Der Begriff der "Gen-Milch" ist als solcher mehrdeutig und lässt verschiedene Auslegungen zu. Zutreffend weist der Verfügungsbeklagte darauf hin, dass der Begriff nicht zwingend in dem Sinne verstanden werden müsse, dass es sich um ein genetisch verändertes Produkt handele. Möglich ist vielmehr auch die Deutung als "von Gentechnik betroffen". Der von dem Verfügungsbeklagten verwendete Begriff in der Überschrift ist nicht eindeutig, vielmehr auslegungsbedürftig, als solcher substanzarm und von daher nicht geeignet, einen Unterlassungsanspruch zu begründen. Nicht außer Acht gelassen werden darf, dass die Überschrift einen bekannten Werbeslogan der Verfügungsklägerin aufgreift und parodiert. Ist eine Äußerung ironisch gemeint oder hat sie einen ironischen Unterton, kann sie in die Nähe der Satire geraten und ist dann als Meinungsäußerung anzusehen (Burkhardt in: Wenzel, a.a.O., Kap. 4, Rz. 65). Aufgrund der Verwendung eines satirischen Elements sowie eines Fragezeichens wird dem Durchschnittsleser hinreichend deutlich, dass es sich dabei um eine Überspitzung und mithin eine Meinungsäußerung handelt. Fragen sind zwar nicht zwingend schon aufgrund ihrer äußeren Form als Meinungsäußerung zu qualifizieren (BGH AfP 2004, 125; Burkhardt in: Wenzel, a.a.O, Rz. 57); die Überschrift wird indes vom Leser - wie bereits dargelegt - mit dem Slogan aus der Werbekampagne der Verfügungsklägerin assoziiert, sie enthält satirische Elemente und wird vom Adressaten schon von daher dem Bereich der Meinungsäußerung zugeordnet. Was damit gemeint ist, bleibt an dieser Stelle letztlich offen.

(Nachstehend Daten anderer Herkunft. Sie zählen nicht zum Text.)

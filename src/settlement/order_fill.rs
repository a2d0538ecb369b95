//! Order Fill Update
//!
//! The order row is read `FOR UPDATE`, so two concurrent partial fills on the
//! same order serialize and the second one sees the first one's
//! `filled_amount`.

use rust_decimal::Decimal;
use tracing::info;

use super::SettlementService;
use crate::error::{SettlementError, StoreContext};
use crate::models::{Order, OrderFillParams, OrderStatus};
use crate::store::{Store, StoreTx};

impl<S: Store> SettlementService<S> {
    /// Persist a new status and filled amount; returns the applied filled amount
    pub async fn update_order_fill(
        &self,
        params: OrderFillParams,
    ) -> Result<Decimal, SettlementError> {
        let order_id = params.order_id;
        let status = params.status;

        let order = self
            .executor
            .exec_tx("update_order_fill", move |tx| {
                Box::pin(async move {
                    let order = tx
                        .lock_order(params.order_id)
                        .await
                        .context("failed to load order")?;
                    check_fill(&order, &params)?;
                    tx.update_order_fill(order.id, params.status, params.filled_amount)
                        .await
                        .context("failed to update order")
                })
            })
            .await?;

        info!(
            order_id = %order_id,
            status = %status,
            filled_amount = %order.filled_amount,
            remaining = %order.remaining(),
            "Order fill updated"
        );
        Ok(order.filled_amount)
    }
}

/// Reject a fill update that moves backwards, overfills, crosses an illegal
/// status edge or leaves the status disagreeing with the filled amount.
/// Runs against the locked row.
pub(crate) fn check_fill(order: &Order, params: &OrderFillParams) -> Result<(), SettlementError> {
    if !order.status.can_transition_to(params.status) {
        return Err(SettlementError::illegal_transition(
            order.status,
            params.status,
        ));
    }
    if params.filled_amount < order.filled_amount {
        return Err(SettlementError::FillDecrease {
            order_id: order.id,
            current: order.filled_amount,
            requested: params.filled_amount,
        });
    }
    if params.filled_amount > order.amount {
        return Err(SettlementError::FillExceedsAmount {
            order_id: order.id,
            amount: order.amount,
            requested: params.filled_amount,
        });
    }
    match params.status {
        OrderStatus::Open if !params.filled_amount.is_zero() => {
            Err(SettlementError::InvalidAmount(format!(
                "order {} cannot stay open with {} filled",
                order.id, params.filled_amount
            )))
        }
        OrderStatus::PartiallyFilled if params.filled_amount.is_zero() => {
            Err(SettlementError::InvalidAmount(format!(
                "order {} marked partially filled with nothing filled",
                order.id
            )))
        }
        OrderStatus::Filled if params.filled_amount != order.amount => {
            Err(SettlementError::InvalidAmount(format!(
                "order {} marked filled at {} of {}",
                order.id, params.filled_amount, order.amount
            )))
        }
        _ => Ok(()),
    }
}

Selbst wenn man dies anders sehen wollte, würde eine Tatsachenbehauptung ferner deshalb ausscheiden, weil die Überschrift regelmäßig und auch im vorliegenden Fall nicht isoliert, sondern im Zusammenhang mit dem nachfolgenden Text zu bewerten ist, aus welchem sich hinreichend ergibt, wie der Begriff der "Gen-Milch" verstanden werden soll. Überschriften sind nach ständiger Rechtsprechung (zuletzt BGH NJW 2004, S. 1034 ) nicht isoliert zu betrachten, sondern es ist auf den Artikel in seiner Gesamtheit abzustellen. Demnach verbindet zumindest der Zeitungsleser die Überschrift mit dem Vorbehalt, dass sie - je nach Ausgestaltung der Information - mit Vorsicht zu genießen sei (KG NJW-RR 1999, 1547 [1548]; OLG Köln AfP 1985, 295 [296]). Dies gilt für den Leserkreis einer Internet-Seite erst recht. Entscheidend ist demnach, ob die Überschrift den Eindruck erweckt, sie biete eine vollständige (Kurz-) Information, so dass es zu ihrem Verständnis nicht erforderlich erscheint, den gesamten Text zu lesen und sie deshalb trotz ihres notwendig fragmentarischen Charakters nicht die Aufforderung an den Leser enthält, alles Nähere durch den Text zu erfahren, um zu einer verwertbaren Aussage zu gelangen (OLG Köln a.a.O.). Das ist nicht der Fall, denn die Schlagzeile ist hinsichtlich der Bedeutung des Begriffs "Gen-Milch" aus sich heraus nicht verständlich und vermittelt dem Leser keine Information darüber, worauf sich die Verwendung dieses Begriffes in Beziehung zur Verfügungsklägerin stützt. Die von der Verfügungsklägerin in Bezug genommene Entscheidung des Oberlandesgerichts Hamburg (AfP 1988, S. 247 "Petra Kelly") stellt auf den Kreis der so genannten "Kioskleser" ab, die sich auf die Lektüre der Schlagzeile auf der ersten Seite beschränken. Ein Internet-Artikel, der vom Interessenten erst aufgerufen werden muss, wendet sich hingegen an ein gänzlich anders geartetes und an der Thematik interessiertes Publikum, das sich nicht - wie die Verfügungsklägerin nunmehr meint - durch flüchtiges Surfen im Internet, ähnlich einem Kioskleser, auf die Lektüre der Überschrift beschränken wird. Auch die von der Verfügungsklägerin nunmehr in Bezug genommene Entscheidung des Bundesverfassungsgerichts (NJW 1998, 1381 - "Caroline von Monaco") verhält sich zum Kreis der so genannten Kioskleser und steht nicht entgegen.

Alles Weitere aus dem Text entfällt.